Items listed in a dataset:

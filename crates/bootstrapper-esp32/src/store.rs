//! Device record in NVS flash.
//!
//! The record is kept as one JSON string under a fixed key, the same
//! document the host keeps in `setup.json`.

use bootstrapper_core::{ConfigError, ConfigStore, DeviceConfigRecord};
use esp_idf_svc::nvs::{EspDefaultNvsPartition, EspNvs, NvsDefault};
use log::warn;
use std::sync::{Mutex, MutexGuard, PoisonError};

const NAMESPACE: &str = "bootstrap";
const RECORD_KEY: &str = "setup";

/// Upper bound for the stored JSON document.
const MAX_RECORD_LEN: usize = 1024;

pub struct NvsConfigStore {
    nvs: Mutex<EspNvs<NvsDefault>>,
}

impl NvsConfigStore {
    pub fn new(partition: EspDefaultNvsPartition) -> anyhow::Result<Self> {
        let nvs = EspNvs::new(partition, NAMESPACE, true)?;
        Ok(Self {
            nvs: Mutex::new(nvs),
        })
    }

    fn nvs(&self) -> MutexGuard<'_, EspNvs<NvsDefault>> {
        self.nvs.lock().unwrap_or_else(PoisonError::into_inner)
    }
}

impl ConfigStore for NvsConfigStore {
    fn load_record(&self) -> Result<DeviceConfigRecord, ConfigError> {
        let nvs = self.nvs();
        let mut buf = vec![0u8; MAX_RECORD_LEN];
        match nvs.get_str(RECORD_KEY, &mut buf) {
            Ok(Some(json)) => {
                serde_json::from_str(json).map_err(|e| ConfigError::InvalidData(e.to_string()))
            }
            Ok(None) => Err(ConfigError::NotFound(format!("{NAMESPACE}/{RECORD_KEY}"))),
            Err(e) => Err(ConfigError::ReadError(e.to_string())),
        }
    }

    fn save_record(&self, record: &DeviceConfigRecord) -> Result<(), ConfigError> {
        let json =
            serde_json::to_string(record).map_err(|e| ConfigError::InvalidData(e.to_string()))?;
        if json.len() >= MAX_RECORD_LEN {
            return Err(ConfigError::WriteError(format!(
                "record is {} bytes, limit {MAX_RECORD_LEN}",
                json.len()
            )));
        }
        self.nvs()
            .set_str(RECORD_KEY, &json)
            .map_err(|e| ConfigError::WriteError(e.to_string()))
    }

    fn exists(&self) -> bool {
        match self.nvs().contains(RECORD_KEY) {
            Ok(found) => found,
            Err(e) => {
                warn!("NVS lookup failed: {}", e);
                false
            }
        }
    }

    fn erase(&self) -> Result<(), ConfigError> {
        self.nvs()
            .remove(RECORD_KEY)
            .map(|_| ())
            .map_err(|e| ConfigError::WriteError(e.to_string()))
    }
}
---
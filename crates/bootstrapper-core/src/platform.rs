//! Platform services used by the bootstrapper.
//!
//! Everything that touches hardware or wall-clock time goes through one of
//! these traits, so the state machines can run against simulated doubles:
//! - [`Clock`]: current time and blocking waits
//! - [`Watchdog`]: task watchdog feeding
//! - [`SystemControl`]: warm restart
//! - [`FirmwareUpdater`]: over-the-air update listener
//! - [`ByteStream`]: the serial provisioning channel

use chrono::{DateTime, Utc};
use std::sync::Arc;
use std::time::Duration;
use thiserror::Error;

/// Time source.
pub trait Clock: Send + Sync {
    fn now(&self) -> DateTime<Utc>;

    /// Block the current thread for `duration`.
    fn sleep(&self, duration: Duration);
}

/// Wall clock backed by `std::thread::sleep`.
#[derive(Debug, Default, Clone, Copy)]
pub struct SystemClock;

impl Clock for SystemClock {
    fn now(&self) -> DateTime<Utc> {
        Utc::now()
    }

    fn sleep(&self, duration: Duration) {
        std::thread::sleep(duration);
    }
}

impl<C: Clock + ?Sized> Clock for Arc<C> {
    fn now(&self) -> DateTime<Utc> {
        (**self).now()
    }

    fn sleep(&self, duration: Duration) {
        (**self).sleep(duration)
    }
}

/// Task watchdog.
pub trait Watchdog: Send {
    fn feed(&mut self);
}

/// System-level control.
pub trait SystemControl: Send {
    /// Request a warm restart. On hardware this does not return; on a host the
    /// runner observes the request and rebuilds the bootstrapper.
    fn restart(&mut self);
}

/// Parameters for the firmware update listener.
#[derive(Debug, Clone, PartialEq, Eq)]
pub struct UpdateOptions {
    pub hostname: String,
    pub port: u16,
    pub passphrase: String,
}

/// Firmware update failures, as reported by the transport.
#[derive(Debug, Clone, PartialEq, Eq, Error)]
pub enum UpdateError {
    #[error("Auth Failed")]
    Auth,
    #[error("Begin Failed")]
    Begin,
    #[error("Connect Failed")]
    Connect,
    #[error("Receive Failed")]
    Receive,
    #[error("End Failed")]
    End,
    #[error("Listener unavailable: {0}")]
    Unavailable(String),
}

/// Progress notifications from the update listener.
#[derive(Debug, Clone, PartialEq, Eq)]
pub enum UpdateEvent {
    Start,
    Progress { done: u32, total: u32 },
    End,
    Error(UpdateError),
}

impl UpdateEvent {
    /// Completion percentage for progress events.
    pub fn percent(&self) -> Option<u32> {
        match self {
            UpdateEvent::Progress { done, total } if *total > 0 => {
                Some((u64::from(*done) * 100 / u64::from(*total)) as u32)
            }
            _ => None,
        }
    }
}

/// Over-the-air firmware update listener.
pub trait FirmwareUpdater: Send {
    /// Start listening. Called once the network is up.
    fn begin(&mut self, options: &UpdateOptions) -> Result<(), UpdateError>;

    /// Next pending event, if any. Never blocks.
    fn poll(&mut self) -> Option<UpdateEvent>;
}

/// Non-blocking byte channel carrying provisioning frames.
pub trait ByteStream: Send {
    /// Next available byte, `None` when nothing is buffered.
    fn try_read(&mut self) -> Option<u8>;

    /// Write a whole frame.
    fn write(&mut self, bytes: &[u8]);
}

**Description of the task:** Set down, exactly as they stand above, the lines starting with the line with "filename crates/bootstrapper-esp32/src/store.rs" and going on through the line with "use log::warn;", and no others.

**Answer to the problem:**
filename crates/bootstrapper-esp32/src/store.rs
//! Device record in NVS flash.
//!
//! The record is kept as one JSON string under a fixed key, the same
//! document the host keeps in `setup.json`.

use bootstrapper_core::{ConfigError, ConfigStore, DeviceConfigRecord};
use esp_idf_svc::nvs::{EspDefaultNvsPartition, EspNvs, NvsDefault};
use log::warn;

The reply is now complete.